На следующее утро она ждала от него звонка, но вместо этого он явился к ней сам, собственной персоной. Он выглядел смущенным, и одновременно в нем чувствовалась некоторая игривость. Он давно потерял надежду когда-нибудь вновь ее увидеть. Но когда он протянул к ней руки, чтобы ее обнять, она произнесла:
— Между нами все кончено, мой друг.
— Да, конечно, — засмеялся он. — Но ты должна меня понять. Все-таки ты очень интересная женщина.

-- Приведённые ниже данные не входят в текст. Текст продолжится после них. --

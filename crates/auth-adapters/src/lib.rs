//! Authentication provider adapters.
//!
//! `InMemoryAuthProvider` hashes passwords with Argon2 and keeps accounts in
//! process memory. It is what the seeder and the integration tests run against.

pub mod memory;

pub use memory::InMemoryAuthProvider;
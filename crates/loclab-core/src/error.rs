use crate::lock::LockError;
use std::path::PathBuf;
use thiserror::Error;

#[derive(Error, Debug)]
pub enum LoclabError {
    // Input errors
    #[error("VALIDATION_ERROR: {0}")]
    Validation(String),

    // Document errors
    #[error("DOCUMENT_NOT_FOUND: resource file '{}' does not exist", path.display())]
    DocumentNotFound { path: PathBuf },

    #[error("PARSE_ERROR: malformed resource markup in '{}': {reason}", path.display())]
    Parse { path: PathBuf, reason: String },

    // Lock errors
    #[error("LOCK_TIMEOUT: could not acquire lock on '{}' after {attempts} attempts", path.display())]
    LockTimeout { path: PathBuf, attempts: u32 },

    // IO errors
    #[error("IO_ERROR: {0}")]
    Io(#[from] std::io::Error),
}

impl From<LockError> for LoclabError {
    fn from(err: LockError) -> Self {
        match err {
            LockError::Timeout { path, attempts } => LoclabError::LockTimeout { path, attempts },
            LockError::Io { source, .. } => LoclabError::Io(source),
        }
    }
}

pub type Result<T> = std::result::Result<T, LoclabError>;
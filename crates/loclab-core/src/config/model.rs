use super::consts;
use std::time::Duration;

/// Tunable policy for cross-process lockfile arbitration
///
/// The defaults are the reference values; embedders may override any of them
/// (shorter delays for tests, longer staleness windows for slow shares).
#[derive(Debug, Clone)]
pub struct LockSettings {
    /// Lockfile age past which the previous holder is treated as crashed
    pub stale_after: Duration,
    /// Delay before re-attempting a contended acquisition
    pub retry_delay: Duration,
    /// Contended attempts before giving up with a timeout error
    pub max_retries: u32,
}

impl Default for LockSettings {
    fn default() -> Self {
        Self {
            stale_after: consts::lock::STALE_AFTER,
            retry_delay: consts::lock::RETRY_DELAY,
            max_retries: consts::lock::MAX_RETRIES,
        }
    }
}
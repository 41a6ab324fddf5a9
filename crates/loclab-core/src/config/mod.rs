pub mod consts;

mod model;

pub use model::LockSettings;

Они стали разговаривать, и так возобновились их отношения. Это была дружба, — от былой любви ничего не осталось. Оба они уже были старше и опытней и не требовали слишком многого друг от друга. Через несколько дней она вернулась в Женеву. Время от времени после долгого перерыва они встречались и иногда обменивались письмами. Письма Елизаветы к нему куда-то затерялись; зато письма Ленина к ней она сохранила.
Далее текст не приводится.